La situación de anomia va de la mano del individualismo y de la competencia que constituyen los mecanismos que rigen las relaciones sociales impuestos por la lógica del mercado. Se hace difícil pensar en solidaridades intergeneracionales o de clase, por ejemplo, cuando el marco en el que se socializan los sujetos no las favorece. La competencia de todos contra todos no puede estimular las solidaridades y las normas de cooperación. Este tipo de lazos de cooperación serían en algún punto contra hegemónicos, lo que hace que el mensaje que se transmite en los medios de comunicación y en los canales oficiales sea deslegitimado o percibido como fuera de contexto. No se trata de hacer una justificación de las acciones sino de intentar comprender y no quedarse solo en la condena moral, porque para transformar los vínculos y los comportamientos sociales antes deberían alterarse las representaciones sociales y la lógica darwinista que impone el mercado en todos los aspectos.
Por otro lado, la cultura del hiperconsumo no deja espacio para la reflexión o simplemente estar aburrido. La subjetividad es colonizada por una sobreoferta de estímulos de los cuales los dispositivos de las redes sociales, de los que la juventud es nativa, son parte fundamental.
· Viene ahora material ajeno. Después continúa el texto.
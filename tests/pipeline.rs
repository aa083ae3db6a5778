use std::fs;
use std::path::Path;
use std::sync::atomic::{AtomicUsize, Ordering};
use std::sync::Arc;

use rust_recon::audit::{sha256_hex, AuditRecord, AUDIT_FILE};
use rust_recon::engine::{ReconEvent, ReconObserver};
use rust_recon::pipeline::{run_job, RunOptions};
use rust_recon::report::{ReportMetrics, METRICS_FILE};
use rust_recon::{ReconError, Stage};

const JOB: &str = "tests/fixtures/job.yaml";

fn read_metrics(dir: &Path) -> ReportMetrics {
    serde_json::from_str(&fs::read_to_string(dir.join(METRICS_FILE)).unwrap()).unwrap()
}

fn csv_rows(path: &Path) -> Vec<Vec<String>> {
    let mut rdr = csv::Reader::from_path(path).unwrap();
    rdr.records()
        .map(|r| r.unwrap().iter().map(str::to_owned).collect())
        .collect()
}

fn single_thread() -> RunOptions {
    RunOptions {
        num_threads: Some(1),
        ..Default::default()
    }
}

#[test]
fn fixture_job_writes_reports_audit_and_drilldown() {
    let out = tempfile::tempdir().unwrap();
    let summary = run_job(JOB, out.path(), &RunOptions::default()).unwrap();

    assert_eq!(summary.job, "ledger_vs_bank");
    assert_eq!(summary.report_dir, out.path().join("reports"));
    assert_eq!(
        summary.metrics,
        ReportMetrics {
            total: 4,
            matched: 1,
            non_matched: 3
        }
    );
    assert_eq!(read_metrics(&summary.report_dir), summary.metrics);

    // labels applied to the header, selection order kept
    let mut rdr = csv::Reader::from_path(summary.report_dir.join("matched.csv")).unwrap();
    let header: Vec<String> = rdr.headers().unwrap().iter().map(str::to_owned).collect();
    assert_eq!(
        header,
        vec!["account", "ledger_amount", "bank_amount", "delta_amount", "match_flag"]
    );
    let matched = csv_rows(&summary.report_dir.join("matched.csv"));
    assert_eq!(matched.len(), 1);
    assert_eq!(matched[0][0], "1002");

    let non_matched = csv_rows(&summary.report_dir.join("non_matched.csv"));
    let accounts: Vec<&str> = non_matched.iter().map(|r| r[0].as_str()).collect();
    assert_eq!(accounts, vec!["1001", "1004", "1005"]);

    let json: serde_json::Value = serde_json::from_str(
        &fs::read_to_string(summary.report_dir.join("differences.json")).unwrap(),
    )
    .unwrap();
    assert_eq!(json.as_array().map(Vec::len), Some(4));
    assert_eq!(json[3]["account"], "1005");
    assert_eq!(json[3]["ledger_amount"], 0.0);

    let audit: AuditRecord =
        serde_json::from_str(&fs::read_to_string(out.path().join(AUDIT_FILE)).unwrap()).unwrap();
    assert_eq!(audit.config_sha256, sha256_hex(&fs::read_to_string(JOB).unwrap()));
    assert_eq!(summary.audit_path, out.path().join(AUDIT_FILE));

    assert_eq!(summary.levels.len(), 1);
    let level = &summary.levels[0];
    assert_eq!(level.label, "level_01");
    assert_eq!(level.dir, out.path().join("reports/drilldown/level_01"));
    assert_eq!(
        level.metrics,
        ReportMetrics {
            total: 5,
            matched: 2,
            non_matched: 3
        }
    );
    let mut rdr = csv::Reader::from_path(level.dir.join("differences.csv")).unwrap();
    let header: Vec<String> = rdr.headers().unwrap().iter().map(str::to_owned).collect();
    assert_eq!(header[..2].to_vec(), vec!["region", "account"]);
}

#[test]
fn empty_inputs_produce_zero_metrics() {
    let dir = tempfile::tempdir().unwrap();
    fs::write(dir.path().join("a.csv"), "id,amt\n").unwrap();
    fs::write(dir.path().join("b.csv"), "id,amt\n").unwrap();
    let job = dir.path().join("job.yaml");
    fs::write(
        &job,
        "inputs:\n  A: { path: a.csv }\n  B: { path: b.csv }\njoin: { keys: [id], type: outer }\nreconcile:\n  numeric:\n    - { column: amt, comparator: exact }\nreport:\n  outputs: { dir: reports }\n",
    )
    .unwrap();

    let summary = run_job(&job, dir.path().join("out"), &single_thread()).unwrap();
    assert_eq!(summary.metrics, ReportMetrics::default());
    assert_eq!(read_metrics(&summary.report_dir), ReportMetrics::default());
    assert!(summary.report_dir.join("differences.csv").exists());
    assert!(summary.levels.is_empty());
}

#[test]
fn missing_input_file_fails_in_load_stage() {
    let dir = tempfile::tempdir().unwrap();
    let job = dir.path().join("job.yaml");
    fs::write(
        &job,
        "inputs:\n  A: { path: missing.csv }\n  B: { path: missing.csv }\njoin: { keys: [id] }\n",
    )
    .unwrap();

    let err = run_job(&job, dir.path().join("out"), &single_thread()).unwrap_err();
    match &err {
        ReconError::Stage { stage, input, .. } => {
            assert_eq!(*stage, Stage::Load);
            assert!(input.starts_with("A ("));
        }
        other => panic!("expected load stage error, got {other:?}"),
    }
    assert!(!dir.path().join("out").join(AUDIT_FILE).exists());
}

#[test]
fn strict_unknown_kinds_reject_before_reading_inputs() {
    let dir = tempfile::tempdir().unwrap();
    let job = dir.path().join("job.yaml");
    let text = fs::read_to_string(JOB)
        .unwrap()
        .replace("name: ledger_vs_bank", "name: strict\n  unknown_kinds: error")
        .replace("{ agg: sum }", "{ agg: median }");
    fs::write(&job, text).unwrap();

    let err = run_job(&job, dir.path().join("out"), &single_thread()).unwrap_err();
    assert!(matches!(err, ReconError::Configuration { .. }));
    assert!(err.to_string().contains("aggregate.A.amount"));
}

#[derive(Default)]
struct FallbackCounter {
    fallbacks: AtomicUsize,
    levels: AtomicUsize,
}

impl ReconObserver for FallbackCounter {
    fn on_event(&self, event: &ReconEvent) {
        match event {
            ReconEvent::FallbackApplied { .. } => {
                self.fallbacks.fetch_add(1, Ordering::SeqCst);
            }
            ReconEvent::LevelFinished { .. } => {
                self.levels.fetch_add(1, Ordering::SeqCst);
            }
            _ => {}
        }
    }
}

#[test]
fn lenient_unknown_kinds_fall_back_and_are_reported() {
    let dir = tempfile::tempdir().unwrap();
    let job = dir.path().join("job.yaml");
    let text = fs::read_to_string(JOB)
        .unwrap()
        .replace("{ agg: sum }", "{ agg: median }")
        .replace("path: ledger.csv", &format!("path: {}", Path::new("tests/fixtures/ledger.csv").canonicalize().unwrap().display()))
        .replace("path: bank.csv", &format!("path: {}", Path::new("tests/fixtures/bank.csv").canonicalize().unwrap().display()));
    fs::write(&job, text).unwrap();

    let counter = Arc::new(FallbackCounter::default());
    let opts = RunOptions {
        num_threads: Some(2),
        observer: Some(counter.clone()),
    };
    let summary = run_job(&job, dir.path().join("out"), &opts).unwrap();

    // median falls back to sum, so the result is the same as the fixture job
    assert_eq!(summary.metrics.matched, 1);
    assert_eq!(counter.fallbacks.load(Ordering::SeqCst), 2);
    assert_eq!(counter.levels.load(Ordering::SeqCst), 1);
}
//! Property-based tests for the join / reconcile core.
//!
//! - coverage flags partition every joined row exactly once, for every join type
//! - `match_flag` is the AND of the per-rule `match_*` columns
//! - relative comparison of equal values always matches
//! - re-aggregating an aggregated table is a no-op

use proptest::prelude::*;

use rust_recon::engine::join::{join, JoinHow, JoinSpec, IN_BOTH, ONLY_IN_A, ONLY_IN_B};
use rust_recon::engine::reconcile::{reconcile, Comparator, ReconcileRule, MATCH_FLAG};
use rust_recon::processing::aggregate::{aggregate, AggregateSpec, Metric};
use rust_recon::processing::reduce::AggKind;
use rust_recon::types::{DataSet, DataType, Field, Schema, Value};

fn table(rows: &[(i64, f64, f64)]) -> DataSet {
    let schema = Schema::new(vec![
        Field::new("id", DataType::Int64),
        Field::new("x", DataType::Float64),
        Field::new("y", DataType::Float64),
    ]);
    let rows = rows
        .iter()
        .map(|(id, x, y)| vec![Value::Int64(*id), Value::Float64(*x), Value::Float64(*y)])
        .collect();
    DataSet::new(schema, rows)
}

fn rows_strategy() -> impl Strategy<Value = Vec<(i64, f64, f64)>> {
    prop::collection::vec((0i64..8, -100f64..100f64, -100f64..100f64), 0..20)
}

fn how_strategy() -> impl Strategy<Value = JoinHow> {
    prop_oneof![
        Just(JoinHow::Inner),
        Just(JoinHow::Left),
        Just(JoinHow::Right),
        Just(JoinHow::Outer),
    ]
}

fn flag(ds: &DataSet, row: usize, name: &str) -> bool {
    ds.value(row, name) == Some(&Value::Bool(true))
}

proptest! {
    #[test]
    fn coverage_flags_partition_rows(a in rows_strategy(), b in rows_strategy(), how in how_strategy()) {
        let out = join(&table(&a), &table(&b), &JoinSpec::new(vec!["id".into()], how)).unwrap();
        for r in 0..out.row_count() {
            let set = [ONLY_IN_A, ONLY_IN_B, IN_BOTH]
                .iter()
                .filter(|f| flag(&out, r, f))
                .count();
            prop_assert_eq!(set, 1);
        }
        if how == JoinHow::Inner {
            prop_assert!((0..out.row_count()).all(|r| flag(&out, r, IN_BOTH)));
        }
    }

    #[test]
    fn match_flag_is_and_of_rule_flags(
        a in rows_strategy(),
        b in rows_strategy(),
        tol_x in 0f64..50f64,
        tol_y in 0f64..1f64,
    ) {
        let joined = join(&table(&a), &table(&b), &JoinSpec::new(vec!["id".into()], JoinHow::Outer)).unwrap();
        let rules = vec![
            ReconcileRule::new("x", Comparator::Absolute).with_tol_abs(tol_x),
            ReconcileRule::new("y", Comparator::Relative).with_tol_pct(tol_y),
        ];
        let out = reconcile(&joined, &rules, &Default::default()).unwrap();
        for r in 0..out.row_count() {
            let expected = flag(&out, r, "match_x") && flag(&out, r, "match_y");
            prop_assert_eq!(flag(&out, r, MATCH_FLAG), expected);
        }
    }

    #[test]
    fn relative_equal_values_always_match(v in -1e12f64..1e12f64, tol in 0f64..1f64) {
        let rule = ReconcileRule::new("x", Comparator::Relative).with_tol_pct(tol);
        prop_assert!(rule.matches(v, v));
    }

    #[test]
    fn aggregation_is_idempotent(rows in rows_strategy()) {
        let spec = AggregateSpec::new(
            vec!["id".into()],
            vec![Metric::new("x", AggKind::Max), Metric::new("y", AggKind::Min)],
        );
        let once = aggregate(&table(&rows), Some(&spec)).unwrap();
        let twice = aggregate(&once, Some(&spec)).unwrap();
        prop_assert_eq!(once, twice);
    }
}

#[test]
fn no_rules_means_every_row_matches() {
    let joined = join(
        &table(&[(1, 1.0, 1.0)]),
        &table(&[(2, 2.0, 2.0)]),
        &JoinSpec::new(vec!["id".into()], JoinHow::Outer),
    )
    .unwrap();
    let out = reconcile(&joined, &[], &Default::default()).unwrap();
    assert_eq!(out.row_count(), 2);
    assert!((0..2).all(|r| flag(&out, r, MATCH_FLAG)));
}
El sujeto vive para estar entretenido, desarrollándose así una cultura conformista sin tiempo ni margen para desarrollar otras perspectivas. Este entorno genera un círculo de descontento que se reinicia de forma permanente creyendo encontrar en los distintos tipos de consumo una satisfacción que es temporal. De hecho el ensayista Mark Fisher (2016) señala que en la juventud se da el fenómeno de la hedonia depresiva, definida como “la incapacidad para hacer cualquier cosa que no sea buscar placer”. Es distinta de la depresión tradicional caracterizada por la anhedonia, que es la incapacidad de sentir placer.
Al margen de que no se puede hablar de la juventud como un sujeto homogéneo, todo se percibe como vivencias individuales en una sucesión de instantes sin conexión. Pareciera ser una época que no permite pensar un futuro promisorio colectivamente. Si hoy no hay grandes relatos de futuro que incluyan y comprometan colectivamente es el producto histórico del triunfo de la globalización neoliberal frente a otras perspectivas de sociedad. Sin embargo no todo es individualismo, competencia, consumo vacío y desolación, ya que una gran parte de la juventud se compromete desde espacios colectivos como el feminismo, el ambientalismo y movimientos sociales en la lucha contra las distintas injusticias.